Output the data word for word. Begin at its first line and end at the line with "by individual instructions.".
· · · · · · ·
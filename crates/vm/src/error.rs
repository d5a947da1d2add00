//! Runtime errors for the hyc VM.
//!
//! Handlers report a [`RuntimeError`]. The execution loop wraps the first
//! one in a [`Fault`] that records where it happened: the instruction
//! address and, when an instruction was fetched, its labels, opcode and
//! argument.

use std::fmt;

use hyc_common::{Instruction, Opcode};
use thiserror::Error;

/// Error class, one per failure family.
#[derive(Debug, Clone, Copy, PartialEq, Eq, Hash)]
pub enum ErrorKind {
    /// An operand was not a `Const` cell.
    Type,
    /// Too few operands, stack overflow, or a corrupt call frame.
    Stack,
    /// Undefined or malformed variable, label, or function name.
    Name,
    /// Division or modulo by zero.
    Arithmetic,
    /// Instruction pointer out of bounds, or a NIL opcode.
    Bounds,
}

/// Errors raised by individual instructions.
#[derive(Debug, Clone, PartialEq, Eq, Error)]
pub enum RuntimeError {
    /// An operation needed a `Const` operand.
    #[error("expected a constant operand, found {found}")]
    NotAConstant { found: &'static str },

    /// Fewer stack cells than the operation consumes.
    #[error("stack underflow: needed {needed} cell(s), found {depth}")]
    StackUnderflow { needed: usize, depth: usize },

    /// The operand stack exceeded its limit.
    #[error("stack overflow (limit {limit} cells)")]
    StackOverflow { limit: usize },

    /// Bookkeeping cells missing or out of order while unwinding a call.
    #[error("corrupt frame: {reason}")]
    CorruptFrame { reason: &'static str },

    #[error("undefined variable '{0}'")]
    UndefinedVariable(String),

    #[error("undefined label '{0}'")]
    UndefinedLabel(String),

    #[error("undefined function '{0}'")]
    UndefinedFunction(String),

    /// A variable or parameter declared twice in one frame.
    #[error("variable '{0}' already declared")]
    Redeclared(String),

    #[error("invalid identifier '{0}'")]
    InvalidIdentifier(String),

    /// A numeric literal that does not fit in 64 bits and names no variable.
    #[error("integer literal '{0}' out of range")]
    LiteralOutOfRange(String),

    /// The instruction requires an argument and has none.
    #[error("{opcode} requires an argument")]
    MissingOperand { opcode: Opcode },

    #[error("division by zero")]
    DivisionByZero,

    /// Execution ran past the last instruction without EXIT.
    #[error("instruction pointer {pc} outside program (length {len})")]
    PcOutOfBounds { pc: usize, len: usize },

    /// A NIL opcode was fetched.
    #[error("invalid instruction")]
    NilOpcode,
}

impl RuntimeError {
    /// The failure family of this error.
    pub fn kind(&self) -> ErrorKind {
        match self {
            RuntimeError::NotAConstant { .. } => ErrorKind::Type,
            RuntimeError::StackUnderflow { .. }
            | RuntimeError::StackOverflow { .. }
            | RuntimeError::CorruptFrame { .. } => ErrorKind::Stack,
            RuntimeError::UndefinedVariable(_)
            | RuntimeError::UndefinedLabel(_)
            | RuntimeError::UndefinedFunction(_)
            | RuntimeError::Redeclared(_)
            | RuntimeError::InvalidIdentifier(_)
            | RuntimeError::LiteralOutOfRange(_)
            | RuntimeError::MissingOperand { .. } => ErrorKind::Name,
            RuntimeError::DivisionByZero => ErrorKind::Arithmetic,
            RuntimeError::PcOutOfBounds { .. } | RuntimeError::NilOpcode => ErrorKind::Bounds,
        }
    }
}

/// Where a fault happened.
#[derive(Debug, Clone, PartialEq, Eq)]
pub struct Site {
    /// Instruction address.
    pub at: usize,
    /// Labels on the failing instruction.
    pub labels: Vec<String>,
    /// Failing opcode; `Nil` when no instruction was fetched.
    pub opcode: Opcode,
    /// Argument of the failing instruction.
    pub argument: String,
}

impl Site {
    /// Site of a fetched instruction.
    pub fn instruction(at: usize, instr: &Instruction) -> Self {
        Self {
            at,
            labels: instr.labels.clone(),
            opcode: instr.opcode,
            argument: instr.argument.clone(),
        }
    }

    /// Site of an address with no instruction behind it.
    pub fn address(at: usize) -> Self {
        Self {
            at,
            labels: Vec::new(),
            opcode: Opcode::Nil,
            argument: String::new(),
        }
    }
}

impl fmt::Display for Site {
    fn fmt(&self, f: &mut fmt::Formatter<'_>) -> fmt::Result {
        write!(f, "instruction {}", self.at)?;
        if self.opcode == Opcode::Nil && self.labels.is_empty() {
            return Ok(());
        }
        f.write_str(" (")?;
        if !self.labels.is_empty() {
            write!(f, "{}: ", self.labels.join(", "))?;
        }
        write!(f, "{}", self.opcode)?;
        if !self.argument.is_empty() {
            write!(f, " {}", self.argument)?;
        }
        f.write_str(")")
    }
}

/// A failed run: the first error and the instruction that raised it.
#[derive(Debug, Clone, PartialEq, Eq, Error)]
#[error("{site}: {error}")]
pub struct Fault {
    pub site: Site,
    pub error: RuntimeError,
}

impl Fault {
    pub fn new(site: Site, error: RuntimeError) -> Self {
        Self { site, error }
    }

    /// Failure family of the underlying error.
    pub fn kind(&self) -> ErrorKind {
        self.error.kind()
    }
}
· · · · · · ·
__Written response__:
filename crates/vm/src/error.rs
repository d5a947da1d2add00
//! Runtime errors for the hyc VM.
//!
//! Handlers report a [`RuntimeError`]. The execution loop wraps the first
//! one in a [`Fault`] that records where it happened: the instruction
//! address and, when an instruction was fetched, its labels, opcode and
//! argument.

use std::fmt;

use hyc_common::{Instruction, Opcode};
use thiserror::Error;

/// Error class, one per failure family.
#[derive(Debug, Clone, Copy, PartialEq, Eq, Hash)]
pub enum ErrorKind {
    /// An operand was not a `Const` cell.
    Type,
    /// Too few operands, stack overflow, or a corrupt call frame.
    Stack,
    /// Undefined or malformed variable, label, or function name.
    Name,
    /// Division or modulo by zero.
    Arithmetic,
    /// Instruction pointer out of bounds, or a NIL opcode.
    Bounds,
}

/// Errors raised by individual instructions.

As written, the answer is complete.